You should also know that when you call to follow up and the client tells you that they are in the car, with their wife and that they are using the bluetooth hands-free telephone feature that EVERYONE IN THE CAR CAN HEAR YOU. When you offer your assistance to Mrs. L to answer any questions she may have about the car, Mrs. L can HEAR YOU.
Please also know that it is not necessary to offer that assistance again in a hand written letter that you mail one week after the purchase, nor is it required to leave lengthy phone messages on the home phone. You can stop emailing and calling. WE UNDERSTAND HOW TO USE THE CAR.
I am providing you fair and legal warning that if you show up on my doorstep to offer to show me how to use the car I will take a rake from my garage and use it to impale you in my garden.
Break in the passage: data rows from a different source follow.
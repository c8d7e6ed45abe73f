//! Session token generation and validation.
//!
//! Sessions are a single stateless HS256 token carrying the user's public
//! identifier and an expiration one hour after issue. There is no server-side
//! session store and no revocation list; logout discards the cookie.

use jsonwebtoken::errors::ErrorKind;
use jsonwebtoken::{Algorithm, DecodingKey, EncodingKey, Header, Validation};
use serde::{Deserialize, Serialize};
use std::time::{SystemTime, UNIX_EPOCH};

/// Session token duration: 1 hour.
pub const SESSION_TOKEN_DURATION_SECS: u64 = 60 * 60;

/// JWT claims for a session token.
#[derive(Debug, Clone, Serialize, Deserialize)]
pub struct SessionClaims {
    /// Subject (user UUID)
    pub sub: String,
    /// Issued at (Unix timestamp)
    pub iat: u64,
    /// Expiration time (Unix timestamp)
    pub exp: u64,
}

/// Configuration for JWT operations.
#[derive(Clone)]
pub struct JwtConfig {
    encoding_key: EncodingKey,
    decoding_key: DecodingKey,
}

impl JwtConfig {
    /// Create a new JWT configuration with the given secret.
    pub fn new(secret: &[u8]) -> Self {
        Self {
            encoding_key: EncodingKey::from_secret(secret),
            decoding_key: DecodingKey::from_secret(secret),
        }
    }

    /// Issue a session token for a user. The expiration is fixed at
    /// issue time plus [`SESSION_TOKEN_DURATION_SECS`].
    pub fn issue_session_token(&self, user_uuid: &str) -> Result<String, JwtError> {
        let now = SystemTime::now()
            .duration_since(UNIX_EPOCH)
            .map_err(|_| JwtError::TimeError)?
            .as_secs();

        let claims = SessionClaims {
            sub: user_uuid.to_string(),
            iat: now,
            exp: now + SESSION_TOKEN_DURATION_SECS,
        };

        jsonwebtoken::encode(&Header::default(), &claims, &self.encoding_key)
            .map_err(JwtError::Encoding)
    }

    /// Validate and decode a session token. The token is accepted only when
    /// the signature verifies exactly and the expiration is in the future.
    pub fn validate_session_token(&self, token: &str) -> Result<SessionClaims, JwtError> {
        let mut validation = Validation::new(Algorithm::HS256);
        validation.leeway = 0;

        match jsonwebtoken::decode::<SessionClaims>(token, &self.decoding_key, &validation) {
            Ok(data) => Ok(data.claims),
            Err(e) => Err(match e.kind() {
                ErrorKind::ExpiredSignature => JwtError::Expired,
                ErrorKind::InvalidSignature => JwtError::SignatureMismatch,
                _ => JwtError::Malformed,
            }),
        }
    }
}

/// Errors that can occur during JWT operations.
#[derive(Debug)]
pub enum JwtError {
    /// Error encoding the token
    Encoding(jsonwebtoken::errors::Error),
    /// Token is not a well-formed JWT or carries unusable claims
    Malformed,
    /// Signature does not verify against the server secret
    SignatureMismatch,
    /// Token was valid once but its expiration has passed
    Expired,
    /// System time error
    TimeError,
}

impl std::fmt::Display for JwtError {
    fn fmt(&self, f: &mut std::fmt::Formatter<'_>) -> std::fmt::Result {
        match self {
            JwtError::Encoding(e) => write!(f, "Failed to encode token: {}", e),
            JwtError::Malformed => write!(f, "Malformed token"),
            JwtError::SignatureMismatch => write!(f, "Token signature mismatch"),
            JwtError::Expired => write!(f, "Token expired"),
            JwtError::TimeError => write!(f, "System time error"),
        }
    }
}

impl std::error::Error for JwtError {}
You will be a scarecrow for all door to door solicitors for the entire holiday season. You may even be adorned for the various holidays.
It may have seemed like we were from another era, or that I am dim witted because on the day we bought the car we split the duties. Jason went to the 'car store' and endured the first two and a half hours of negotiations on his own and I showed up with the baby for the last hour. Trust me, we did it this way because we are smart. I came as the relief pitcher at the end to close the deal. I understood the terms and the complicated math.
I have had less contact with the pediatrician after the birth of my child than I have had with this "nice" salesperson. Trust me, a baby is far more complicated to operate than a hybrid car.
You got your commission, now get out of our lives.